Chromatin accessibility is thought to be a better predictor of cell identity than transcriptome analysis, with changes in chromatin states often preceding changes in gene expression (Corces et al., 2016). By taking advantage of established cell markers and genetic models, we were able to dissect the chromatin accessibility changes during endocrine cell differentiation at unprecedented resolution. The unexpected similarity between duct cells and those that activate Neurog3 forces a re-evalution of extant endocrine cell development models. For example, our findings provide evidence that pancreatic ‘trunk cells’ previously postulated to be oligopotent progenitors are simply duct cells that default to the ductal lineage in the absence of Neurog3 (Figure 4E). Comparison of Neurog3pos cells from heterozygous (Neurog3+/eGFP) and homozygous wild-type (Tg(eGFP);Neurog3+/+) mice showed that a single, wild-type Neurog3 allele is sufficient to drive global chromatin reconfiguration in the pancreatic endocrine lineage. It is likely that in individual ductal epithelium cells, Neurog3 concentration needs to reach a critical threshold to achieve pioneering activity and to compete with histone proteins for DNA binding (Bankaitis et al., 2015; Klemm et al., 2019).

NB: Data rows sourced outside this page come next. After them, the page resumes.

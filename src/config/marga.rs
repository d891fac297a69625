//! Top-level configuration and conversion methods.

use std::path::Path;

use serde::{Deserialize, Serialize};

use crate::placement::PlacementConfig;

use super::error::ConfigLoadError;
use super::placement::PlacementSection;
use super::search::SearchSection;

/// Full configuration loaded from YAML
#[derive(Clone, Debug, Serialize, Deserialize, Default)]
pub struct MargaConfig {
    /// Search settings
    #[serde(default)]
    pub search: SearchSection,

    /// Spawn placement settings
    #[serde(default)]
    pub placement: PlacementSection,
}

impl MargaConfig {
    /// Load configuration from a YAML file
    pub fn load(path: &Path) -> Result<Self, ConfigLoadError> {
        let contents =
            std::fs::read_to_string(path).map_err(|e| ConfigLoadError::Io(e.to_string()))?;
        Self::from_yaml(&contents)
    }

    /// Load from default config path (configs/marga.yaml)
    pub fn load_default() -> Result<Self, ConfigLoadError> {
        let path = Path::new("configs/marga.yaml");
        if path.exists() {
            Self::load(path)
        } else {
            Ok(Self::default())
        }
    }

    /// Parse from YAML string
    pub fn from_yaml(yaml: &str) -> Result<Self, ConfigLoadError> {
        serde_yaml::from_str(yaml).map_err(|e| ConfigLoadError::Parse(e.to_string()))
    }

    /// Convert to PlacementConfig
    pub fn to_placement_config(&self) -> PlacementConfig {
        PlacementConfig {
            min_reachable: self.placement.min_reachable_tiles,
            max_attempts: self.placement.max_attempts,
            max_iterations: self.search.max_iterations,
        }
    }
}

Using a TF footprint algorithm, we provide quantitative, cell type-specific TF occupancy profiles at nucleotide resolution in pancreatic duct, endocrine progenitor and endocrine cell regulatory DNA. To our knowledge, this is the most comprehensive analysis of TF activity correlated with gene expression during pancreas development. TF-regulatory DNA interactions form the basis of gene regulatory networks, which are central to determining and maintaining cell type-specific transcription, cell fate and function. Further delineation of gene regulatory networks defining pancreatic cell lineages will be crucial for understanding pancreas disorders, and have the potential to improve gene therapy approaches using CRISPR-guided synthetic engineering to generate cells and tissues (Bevacqua et al., 2021). Expanding these strategies to human pancreas or in vitro differentiation efforts using emerging single-cell technologies that query chromatin and gene expression profiles (Ma et al., 2020) could offer new approaches to investigating the pathogenesis of type 1 and type 2 diabetes.
METHODS
Animal models
All animal experiments were conducted in accordance with Stanford University IACUC guidelines. Neurog3eGFP/+ knock-in reporter mice were a kind gift from Dr. Klaus Kaestner (University of Pennsylvania, USA) (Lee et al., 2002) and were maintained on a CD1 background. Neurog3-Cre mice were obtained from Guoqiang Gu (Vanderbilt University, USA) and maintained on a mixed background of C57BL/6 and CD1 (Gu et al., 2002). Rosa-mTmG (Muzumdar et al., 2007) mice were obtained from the Jackson Laboratories and maintained on a mixed background of C57BL/6 and CD1. Tg-eGFP; Neurog3+/+ transgenic mice were a kind gift from Drs. Guoqiang Gu and Douglas Melton (Gu et al., 2004). Timed matings were used to obtain mice at embryonic day (E) E15.5 and E17.5 for experiments; observation of a vaginal plug was considered E0.5 for embryonic staging purposes. Both male and female mice were used in all experiments.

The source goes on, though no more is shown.